* RECORDS SHOWN *
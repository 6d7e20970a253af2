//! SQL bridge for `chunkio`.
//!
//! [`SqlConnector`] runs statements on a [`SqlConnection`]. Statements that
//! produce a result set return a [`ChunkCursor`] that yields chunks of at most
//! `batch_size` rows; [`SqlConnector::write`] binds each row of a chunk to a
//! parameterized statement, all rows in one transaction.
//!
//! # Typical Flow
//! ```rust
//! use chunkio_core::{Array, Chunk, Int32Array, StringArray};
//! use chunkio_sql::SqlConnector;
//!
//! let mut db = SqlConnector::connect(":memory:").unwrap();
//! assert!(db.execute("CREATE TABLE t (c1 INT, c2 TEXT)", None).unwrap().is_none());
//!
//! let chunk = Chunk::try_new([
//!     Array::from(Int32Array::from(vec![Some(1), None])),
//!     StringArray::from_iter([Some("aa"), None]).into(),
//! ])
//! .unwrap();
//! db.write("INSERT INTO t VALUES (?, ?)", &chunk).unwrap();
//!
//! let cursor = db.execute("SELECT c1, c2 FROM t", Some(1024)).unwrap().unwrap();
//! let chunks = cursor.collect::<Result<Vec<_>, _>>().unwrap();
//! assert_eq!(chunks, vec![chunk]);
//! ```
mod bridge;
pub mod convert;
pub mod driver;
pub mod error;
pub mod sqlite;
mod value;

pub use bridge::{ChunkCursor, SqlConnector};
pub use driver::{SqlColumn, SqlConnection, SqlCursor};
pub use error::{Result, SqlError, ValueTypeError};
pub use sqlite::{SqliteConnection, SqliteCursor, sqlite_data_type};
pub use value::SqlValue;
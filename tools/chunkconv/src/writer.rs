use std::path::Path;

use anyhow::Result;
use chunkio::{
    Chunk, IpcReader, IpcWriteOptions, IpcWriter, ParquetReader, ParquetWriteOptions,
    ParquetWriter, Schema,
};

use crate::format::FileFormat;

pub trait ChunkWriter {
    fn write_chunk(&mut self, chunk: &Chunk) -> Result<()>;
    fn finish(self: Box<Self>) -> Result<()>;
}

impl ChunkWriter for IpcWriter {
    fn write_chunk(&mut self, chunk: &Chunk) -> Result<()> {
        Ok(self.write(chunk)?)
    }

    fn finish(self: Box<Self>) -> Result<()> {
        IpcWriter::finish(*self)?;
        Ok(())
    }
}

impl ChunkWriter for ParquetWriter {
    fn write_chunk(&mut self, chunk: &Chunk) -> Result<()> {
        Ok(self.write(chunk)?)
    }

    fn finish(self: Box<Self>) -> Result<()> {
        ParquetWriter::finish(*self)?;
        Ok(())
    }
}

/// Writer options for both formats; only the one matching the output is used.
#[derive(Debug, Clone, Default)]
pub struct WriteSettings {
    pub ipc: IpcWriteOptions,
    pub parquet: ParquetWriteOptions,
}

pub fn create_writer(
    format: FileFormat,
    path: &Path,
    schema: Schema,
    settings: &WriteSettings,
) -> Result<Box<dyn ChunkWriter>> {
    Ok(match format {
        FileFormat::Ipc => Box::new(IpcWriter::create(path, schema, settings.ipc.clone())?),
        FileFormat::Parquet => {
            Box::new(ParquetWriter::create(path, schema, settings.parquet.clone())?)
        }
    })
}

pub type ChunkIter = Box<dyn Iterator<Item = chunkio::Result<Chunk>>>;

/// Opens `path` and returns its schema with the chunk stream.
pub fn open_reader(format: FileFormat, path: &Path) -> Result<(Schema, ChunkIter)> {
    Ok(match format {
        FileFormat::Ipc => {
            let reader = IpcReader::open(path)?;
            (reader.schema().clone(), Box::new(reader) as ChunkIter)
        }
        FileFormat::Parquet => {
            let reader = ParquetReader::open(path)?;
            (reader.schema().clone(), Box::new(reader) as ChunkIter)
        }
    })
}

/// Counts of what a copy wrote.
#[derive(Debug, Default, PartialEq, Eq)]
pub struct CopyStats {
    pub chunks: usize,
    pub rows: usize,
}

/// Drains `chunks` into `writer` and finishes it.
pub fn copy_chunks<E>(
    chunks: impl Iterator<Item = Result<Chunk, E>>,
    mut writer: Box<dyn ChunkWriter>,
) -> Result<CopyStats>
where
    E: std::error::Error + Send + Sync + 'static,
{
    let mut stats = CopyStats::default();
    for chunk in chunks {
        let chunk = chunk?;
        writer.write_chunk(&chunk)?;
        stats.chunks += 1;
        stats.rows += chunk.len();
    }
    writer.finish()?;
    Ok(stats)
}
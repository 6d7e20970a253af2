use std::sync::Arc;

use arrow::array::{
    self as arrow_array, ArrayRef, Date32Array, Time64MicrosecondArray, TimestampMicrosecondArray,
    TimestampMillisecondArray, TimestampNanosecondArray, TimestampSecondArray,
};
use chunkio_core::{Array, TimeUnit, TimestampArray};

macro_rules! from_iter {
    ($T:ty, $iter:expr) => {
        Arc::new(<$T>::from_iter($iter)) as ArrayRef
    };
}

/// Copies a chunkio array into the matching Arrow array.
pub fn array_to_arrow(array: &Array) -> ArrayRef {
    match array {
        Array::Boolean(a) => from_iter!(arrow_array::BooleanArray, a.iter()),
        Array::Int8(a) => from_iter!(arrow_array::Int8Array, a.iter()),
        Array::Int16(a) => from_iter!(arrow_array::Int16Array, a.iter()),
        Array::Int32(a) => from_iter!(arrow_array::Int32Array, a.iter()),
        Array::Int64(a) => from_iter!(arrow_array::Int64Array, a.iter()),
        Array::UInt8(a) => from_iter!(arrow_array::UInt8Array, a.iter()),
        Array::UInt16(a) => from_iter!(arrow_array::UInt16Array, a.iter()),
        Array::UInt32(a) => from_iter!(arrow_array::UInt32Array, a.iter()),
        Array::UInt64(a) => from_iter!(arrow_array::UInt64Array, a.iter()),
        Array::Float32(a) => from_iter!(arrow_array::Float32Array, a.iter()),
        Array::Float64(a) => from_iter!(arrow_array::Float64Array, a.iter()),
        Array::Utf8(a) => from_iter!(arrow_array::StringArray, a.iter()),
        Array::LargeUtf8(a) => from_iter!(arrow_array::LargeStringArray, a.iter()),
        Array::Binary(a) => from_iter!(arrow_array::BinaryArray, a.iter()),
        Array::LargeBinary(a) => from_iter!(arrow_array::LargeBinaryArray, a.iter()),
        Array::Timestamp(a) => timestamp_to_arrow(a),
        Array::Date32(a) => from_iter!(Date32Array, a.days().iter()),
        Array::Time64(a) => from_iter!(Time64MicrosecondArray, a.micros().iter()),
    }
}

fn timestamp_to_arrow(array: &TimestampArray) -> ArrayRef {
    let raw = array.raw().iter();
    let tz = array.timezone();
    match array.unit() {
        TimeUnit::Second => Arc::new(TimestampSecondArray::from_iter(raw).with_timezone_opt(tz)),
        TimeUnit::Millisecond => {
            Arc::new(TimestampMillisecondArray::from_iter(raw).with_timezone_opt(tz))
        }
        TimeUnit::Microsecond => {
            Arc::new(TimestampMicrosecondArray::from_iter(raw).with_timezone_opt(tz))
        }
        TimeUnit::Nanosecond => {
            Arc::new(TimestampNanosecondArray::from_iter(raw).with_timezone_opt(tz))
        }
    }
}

* WHAT THIS TASK INVOLVES *
If a line in the listing holds the word "SqlConnection", list that line.

* WRITTEN RESPONSE *
//! [`SqlConnector`] runs statements on a [`SqlConnection`]. Statements that
pub use driver::{SqlColumn, SqlConnection, SqlCursor};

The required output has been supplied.